Content starts

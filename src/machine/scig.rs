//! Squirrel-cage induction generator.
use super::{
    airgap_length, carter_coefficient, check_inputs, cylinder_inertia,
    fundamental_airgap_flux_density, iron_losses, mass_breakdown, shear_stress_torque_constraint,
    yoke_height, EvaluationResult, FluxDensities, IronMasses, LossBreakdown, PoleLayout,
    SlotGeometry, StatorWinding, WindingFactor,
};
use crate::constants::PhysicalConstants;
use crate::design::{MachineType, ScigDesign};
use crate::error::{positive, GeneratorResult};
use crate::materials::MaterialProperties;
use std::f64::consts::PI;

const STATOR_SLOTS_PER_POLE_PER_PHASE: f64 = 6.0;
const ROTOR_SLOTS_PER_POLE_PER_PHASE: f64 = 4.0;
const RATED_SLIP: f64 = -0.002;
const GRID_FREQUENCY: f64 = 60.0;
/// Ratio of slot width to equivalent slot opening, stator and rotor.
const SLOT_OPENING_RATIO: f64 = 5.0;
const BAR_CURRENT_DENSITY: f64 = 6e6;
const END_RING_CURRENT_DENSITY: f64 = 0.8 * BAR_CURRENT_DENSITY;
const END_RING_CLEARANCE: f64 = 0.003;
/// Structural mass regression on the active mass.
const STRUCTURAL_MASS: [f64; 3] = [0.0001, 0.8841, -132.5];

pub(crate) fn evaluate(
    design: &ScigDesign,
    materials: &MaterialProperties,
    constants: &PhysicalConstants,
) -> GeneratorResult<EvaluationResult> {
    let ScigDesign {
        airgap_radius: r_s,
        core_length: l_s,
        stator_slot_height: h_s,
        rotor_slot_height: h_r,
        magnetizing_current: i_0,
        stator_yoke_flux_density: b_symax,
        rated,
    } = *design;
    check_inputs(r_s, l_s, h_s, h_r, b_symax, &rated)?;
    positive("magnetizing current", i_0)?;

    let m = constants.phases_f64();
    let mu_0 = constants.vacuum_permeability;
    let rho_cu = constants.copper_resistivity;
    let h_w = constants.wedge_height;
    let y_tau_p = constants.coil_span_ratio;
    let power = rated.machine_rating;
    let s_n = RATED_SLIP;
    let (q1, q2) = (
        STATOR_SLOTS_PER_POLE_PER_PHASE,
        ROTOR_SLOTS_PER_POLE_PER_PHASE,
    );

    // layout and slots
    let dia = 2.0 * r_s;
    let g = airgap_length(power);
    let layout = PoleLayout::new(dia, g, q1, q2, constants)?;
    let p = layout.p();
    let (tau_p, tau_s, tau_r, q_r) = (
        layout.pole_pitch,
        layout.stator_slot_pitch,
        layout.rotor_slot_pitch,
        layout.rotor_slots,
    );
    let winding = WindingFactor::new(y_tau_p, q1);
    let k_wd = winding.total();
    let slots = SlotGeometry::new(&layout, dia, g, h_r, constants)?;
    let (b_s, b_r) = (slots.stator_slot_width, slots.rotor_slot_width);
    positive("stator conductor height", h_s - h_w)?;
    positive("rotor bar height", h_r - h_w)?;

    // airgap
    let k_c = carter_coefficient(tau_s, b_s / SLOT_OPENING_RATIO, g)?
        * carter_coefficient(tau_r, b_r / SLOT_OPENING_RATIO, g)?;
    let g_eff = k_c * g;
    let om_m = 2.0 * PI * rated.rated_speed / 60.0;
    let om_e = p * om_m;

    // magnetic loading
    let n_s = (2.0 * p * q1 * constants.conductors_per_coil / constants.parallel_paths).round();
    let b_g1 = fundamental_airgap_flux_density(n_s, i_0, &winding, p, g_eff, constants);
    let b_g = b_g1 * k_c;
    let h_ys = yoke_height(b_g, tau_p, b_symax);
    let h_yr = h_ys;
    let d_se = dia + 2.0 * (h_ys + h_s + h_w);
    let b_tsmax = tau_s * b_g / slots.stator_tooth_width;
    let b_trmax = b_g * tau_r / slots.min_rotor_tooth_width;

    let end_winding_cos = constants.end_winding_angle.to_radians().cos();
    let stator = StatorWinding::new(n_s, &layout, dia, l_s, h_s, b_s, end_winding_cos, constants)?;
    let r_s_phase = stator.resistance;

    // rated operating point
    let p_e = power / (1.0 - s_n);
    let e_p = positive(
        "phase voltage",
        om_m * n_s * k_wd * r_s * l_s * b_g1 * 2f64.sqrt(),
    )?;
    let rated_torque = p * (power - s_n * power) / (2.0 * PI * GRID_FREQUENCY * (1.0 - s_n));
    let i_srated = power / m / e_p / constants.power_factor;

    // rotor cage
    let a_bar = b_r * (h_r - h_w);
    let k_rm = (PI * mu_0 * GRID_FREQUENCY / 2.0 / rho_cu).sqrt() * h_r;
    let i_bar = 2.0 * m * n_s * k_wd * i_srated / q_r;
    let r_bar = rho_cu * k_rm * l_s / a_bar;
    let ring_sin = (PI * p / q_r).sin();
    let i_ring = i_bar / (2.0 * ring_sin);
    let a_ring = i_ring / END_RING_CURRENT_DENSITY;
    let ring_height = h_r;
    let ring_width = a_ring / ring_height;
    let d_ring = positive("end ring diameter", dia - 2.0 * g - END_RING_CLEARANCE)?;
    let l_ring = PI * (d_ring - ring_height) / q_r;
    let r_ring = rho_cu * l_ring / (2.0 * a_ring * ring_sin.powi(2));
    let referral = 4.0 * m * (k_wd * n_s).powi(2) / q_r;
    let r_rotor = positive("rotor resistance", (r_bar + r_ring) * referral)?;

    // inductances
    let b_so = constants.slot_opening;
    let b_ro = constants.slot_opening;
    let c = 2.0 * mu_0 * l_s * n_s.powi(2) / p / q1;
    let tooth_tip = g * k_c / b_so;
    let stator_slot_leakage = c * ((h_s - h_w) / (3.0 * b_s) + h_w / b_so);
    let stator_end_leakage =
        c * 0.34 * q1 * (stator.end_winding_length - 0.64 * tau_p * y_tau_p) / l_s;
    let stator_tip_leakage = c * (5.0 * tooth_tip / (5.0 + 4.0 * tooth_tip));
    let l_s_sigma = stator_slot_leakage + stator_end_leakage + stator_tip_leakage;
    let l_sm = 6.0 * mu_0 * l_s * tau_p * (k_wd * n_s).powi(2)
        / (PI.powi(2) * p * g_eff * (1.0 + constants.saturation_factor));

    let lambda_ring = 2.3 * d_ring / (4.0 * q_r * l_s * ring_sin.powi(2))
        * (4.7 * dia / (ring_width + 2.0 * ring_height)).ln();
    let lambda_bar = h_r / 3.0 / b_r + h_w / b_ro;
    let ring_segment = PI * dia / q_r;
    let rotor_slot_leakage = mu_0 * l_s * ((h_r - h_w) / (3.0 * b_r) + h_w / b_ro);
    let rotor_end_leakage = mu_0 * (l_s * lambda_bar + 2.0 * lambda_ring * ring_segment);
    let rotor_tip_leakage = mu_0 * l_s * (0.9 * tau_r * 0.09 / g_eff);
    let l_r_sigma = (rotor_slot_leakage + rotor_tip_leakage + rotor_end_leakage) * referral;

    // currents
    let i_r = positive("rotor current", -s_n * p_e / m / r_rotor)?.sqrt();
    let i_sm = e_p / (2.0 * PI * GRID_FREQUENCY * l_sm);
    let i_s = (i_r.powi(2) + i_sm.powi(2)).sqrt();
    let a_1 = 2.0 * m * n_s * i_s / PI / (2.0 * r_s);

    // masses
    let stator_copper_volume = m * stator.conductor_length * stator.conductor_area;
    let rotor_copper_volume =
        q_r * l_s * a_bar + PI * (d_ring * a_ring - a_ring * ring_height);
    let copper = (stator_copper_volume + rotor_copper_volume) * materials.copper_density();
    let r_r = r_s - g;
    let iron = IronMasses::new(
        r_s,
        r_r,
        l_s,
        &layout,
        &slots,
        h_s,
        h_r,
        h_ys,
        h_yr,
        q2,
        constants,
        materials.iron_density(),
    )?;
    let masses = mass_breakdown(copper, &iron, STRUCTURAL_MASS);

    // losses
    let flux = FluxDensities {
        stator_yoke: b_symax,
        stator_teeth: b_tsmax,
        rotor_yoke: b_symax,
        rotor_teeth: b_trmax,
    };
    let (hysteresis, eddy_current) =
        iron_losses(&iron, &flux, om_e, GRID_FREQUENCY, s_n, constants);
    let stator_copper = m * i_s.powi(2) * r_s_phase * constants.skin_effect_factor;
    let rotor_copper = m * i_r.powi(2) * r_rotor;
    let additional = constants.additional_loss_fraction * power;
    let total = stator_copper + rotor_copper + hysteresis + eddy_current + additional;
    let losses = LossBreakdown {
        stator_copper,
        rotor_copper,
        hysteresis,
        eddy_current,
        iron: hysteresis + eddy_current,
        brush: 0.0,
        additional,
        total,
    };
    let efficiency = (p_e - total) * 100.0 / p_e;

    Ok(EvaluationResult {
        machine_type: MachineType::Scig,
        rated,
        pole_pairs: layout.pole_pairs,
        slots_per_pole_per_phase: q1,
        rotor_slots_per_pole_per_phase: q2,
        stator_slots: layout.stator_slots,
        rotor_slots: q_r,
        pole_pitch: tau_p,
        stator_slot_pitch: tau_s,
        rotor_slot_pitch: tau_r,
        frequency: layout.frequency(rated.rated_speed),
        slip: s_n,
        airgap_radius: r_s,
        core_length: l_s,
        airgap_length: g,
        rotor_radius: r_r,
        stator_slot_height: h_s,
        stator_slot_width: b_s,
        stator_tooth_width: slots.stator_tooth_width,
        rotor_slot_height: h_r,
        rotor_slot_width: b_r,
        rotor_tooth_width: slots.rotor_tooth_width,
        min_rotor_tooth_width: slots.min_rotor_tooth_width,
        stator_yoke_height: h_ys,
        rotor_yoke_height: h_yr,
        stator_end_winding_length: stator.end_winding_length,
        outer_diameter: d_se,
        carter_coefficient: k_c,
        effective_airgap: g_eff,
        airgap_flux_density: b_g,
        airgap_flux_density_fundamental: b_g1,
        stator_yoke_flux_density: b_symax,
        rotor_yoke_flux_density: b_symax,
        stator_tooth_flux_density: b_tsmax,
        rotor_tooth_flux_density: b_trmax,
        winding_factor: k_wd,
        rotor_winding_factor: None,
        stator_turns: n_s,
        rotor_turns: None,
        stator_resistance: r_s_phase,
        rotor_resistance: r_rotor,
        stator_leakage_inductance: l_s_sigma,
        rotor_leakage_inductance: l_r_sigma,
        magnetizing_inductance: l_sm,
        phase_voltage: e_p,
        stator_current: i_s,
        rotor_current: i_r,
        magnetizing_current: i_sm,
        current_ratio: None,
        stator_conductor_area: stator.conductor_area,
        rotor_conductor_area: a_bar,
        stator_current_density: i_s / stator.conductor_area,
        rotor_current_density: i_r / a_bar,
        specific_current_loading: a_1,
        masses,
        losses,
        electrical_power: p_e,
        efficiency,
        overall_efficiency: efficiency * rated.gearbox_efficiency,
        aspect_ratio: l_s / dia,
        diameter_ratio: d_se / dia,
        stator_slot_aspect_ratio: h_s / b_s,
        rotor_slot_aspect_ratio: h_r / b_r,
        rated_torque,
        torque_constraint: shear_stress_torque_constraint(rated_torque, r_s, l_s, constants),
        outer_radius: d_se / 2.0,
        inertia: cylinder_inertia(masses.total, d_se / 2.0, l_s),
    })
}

Content ends
Content starts

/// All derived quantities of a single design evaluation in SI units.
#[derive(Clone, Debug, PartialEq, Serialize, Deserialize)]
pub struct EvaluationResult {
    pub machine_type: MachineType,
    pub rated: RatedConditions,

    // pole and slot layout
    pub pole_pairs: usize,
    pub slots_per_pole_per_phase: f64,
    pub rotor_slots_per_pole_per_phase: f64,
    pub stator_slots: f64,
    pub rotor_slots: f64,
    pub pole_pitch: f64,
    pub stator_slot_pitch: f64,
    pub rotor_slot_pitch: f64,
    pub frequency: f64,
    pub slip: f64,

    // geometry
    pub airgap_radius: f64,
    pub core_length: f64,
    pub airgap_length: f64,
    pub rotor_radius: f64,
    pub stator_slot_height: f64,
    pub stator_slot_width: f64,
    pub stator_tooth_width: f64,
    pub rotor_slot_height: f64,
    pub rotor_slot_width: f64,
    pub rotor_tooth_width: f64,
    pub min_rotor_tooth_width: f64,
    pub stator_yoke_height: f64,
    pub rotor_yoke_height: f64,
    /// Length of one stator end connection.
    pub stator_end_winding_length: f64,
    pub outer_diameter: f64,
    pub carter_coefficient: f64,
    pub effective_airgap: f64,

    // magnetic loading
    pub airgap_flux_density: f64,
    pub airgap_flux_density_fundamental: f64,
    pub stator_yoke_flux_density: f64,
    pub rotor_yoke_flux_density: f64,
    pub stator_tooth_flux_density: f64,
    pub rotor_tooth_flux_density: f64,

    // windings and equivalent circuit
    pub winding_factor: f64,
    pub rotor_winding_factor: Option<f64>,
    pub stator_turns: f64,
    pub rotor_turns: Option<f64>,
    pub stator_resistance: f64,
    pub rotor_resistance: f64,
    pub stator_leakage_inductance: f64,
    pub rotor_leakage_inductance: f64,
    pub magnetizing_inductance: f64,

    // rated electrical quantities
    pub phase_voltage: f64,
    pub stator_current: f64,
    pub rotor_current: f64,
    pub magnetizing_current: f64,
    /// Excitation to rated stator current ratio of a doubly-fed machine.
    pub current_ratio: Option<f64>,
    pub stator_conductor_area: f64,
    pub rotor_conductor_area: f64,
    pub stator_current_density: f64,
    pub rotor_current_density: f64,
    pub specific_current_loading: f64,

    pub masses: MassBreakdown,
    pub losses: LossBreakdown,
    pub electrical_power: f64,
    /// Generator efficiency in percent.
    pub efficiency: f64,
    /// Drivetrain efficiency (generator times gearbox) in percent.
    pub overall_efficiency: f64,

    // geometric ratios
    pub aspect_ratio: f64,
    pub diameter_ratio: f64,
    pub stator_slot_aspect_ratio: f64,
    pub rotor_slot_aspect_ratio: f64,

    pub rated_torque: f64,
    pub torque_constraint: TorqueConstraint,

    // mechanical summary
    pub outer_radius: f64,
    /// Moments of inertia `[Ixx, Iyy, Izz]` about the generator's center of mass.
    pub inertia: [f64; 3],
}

Content ends
Content starts

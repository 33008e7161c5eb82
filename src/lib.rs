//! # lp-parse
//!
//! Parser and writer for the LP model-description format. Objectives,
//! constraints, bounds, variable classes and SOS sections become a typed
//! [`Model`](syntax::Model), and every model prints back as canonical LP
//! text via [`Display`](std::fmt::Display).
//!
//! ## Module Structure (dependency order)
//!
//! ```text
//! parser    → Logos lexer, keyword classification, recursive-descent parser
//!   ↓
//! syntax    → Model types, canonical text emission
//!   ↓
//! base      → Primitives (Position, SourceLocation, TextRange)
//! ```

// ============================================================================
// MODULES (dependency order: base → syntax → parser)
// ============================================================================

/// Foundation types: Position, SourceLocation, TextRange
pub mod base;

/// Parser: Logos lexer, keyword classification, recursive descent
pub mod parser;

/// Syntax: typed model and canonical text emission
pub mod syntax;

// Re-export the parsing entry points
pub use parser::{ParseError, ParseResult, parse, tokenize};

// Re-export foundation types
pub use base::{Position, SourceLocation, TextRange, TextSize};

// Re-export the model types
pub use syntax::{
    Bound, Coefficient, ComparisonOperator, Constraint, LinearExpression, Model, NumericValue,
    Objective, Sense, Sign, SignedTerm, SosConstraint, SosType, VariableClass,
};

Content ends

● Assignment
Take the records above and return, word for word, only the lines that fall from the line with "filename src/machine/scig.rs" to the line with "const GRID_FREQUENCY: f64 = 60.0;", both of them included.

● Task response
filename src/machine/scig.rs
//! Squirrel-cage induction generator.
use super::{
    airgap_length, carter_coefficient, check_inputs, cylinder_inertia,
    fundamental_airgap_flux_density, iron_losses, mass_breakdown, shear_stress_torque_constraint,
    yoke_height, EvaluationResult, FluxDensities, IronMasses, LossBreakdown, PoleLayout,
    SlotGeometry, StatorWinding, WindingFactor,
};
use crate::constants::PhysicalConstants;
use crate::design::{MachineType, ScigDesign};
use crate::error::{positive, GeneratorResult};
use crate::materials::MaterialProperties;
use std::f64::consts::PI;

const STATOR_SLOTS_PER_POLE_PER_PHASE: f64 = 6.0;
const ROTOR_SLOTS_PER_POLE_PER_PHASE: f64 = 4.0;
const RATED_SLIP: f64 = -0.002;
const GRID_FREQUENCY: f64 = 60.0;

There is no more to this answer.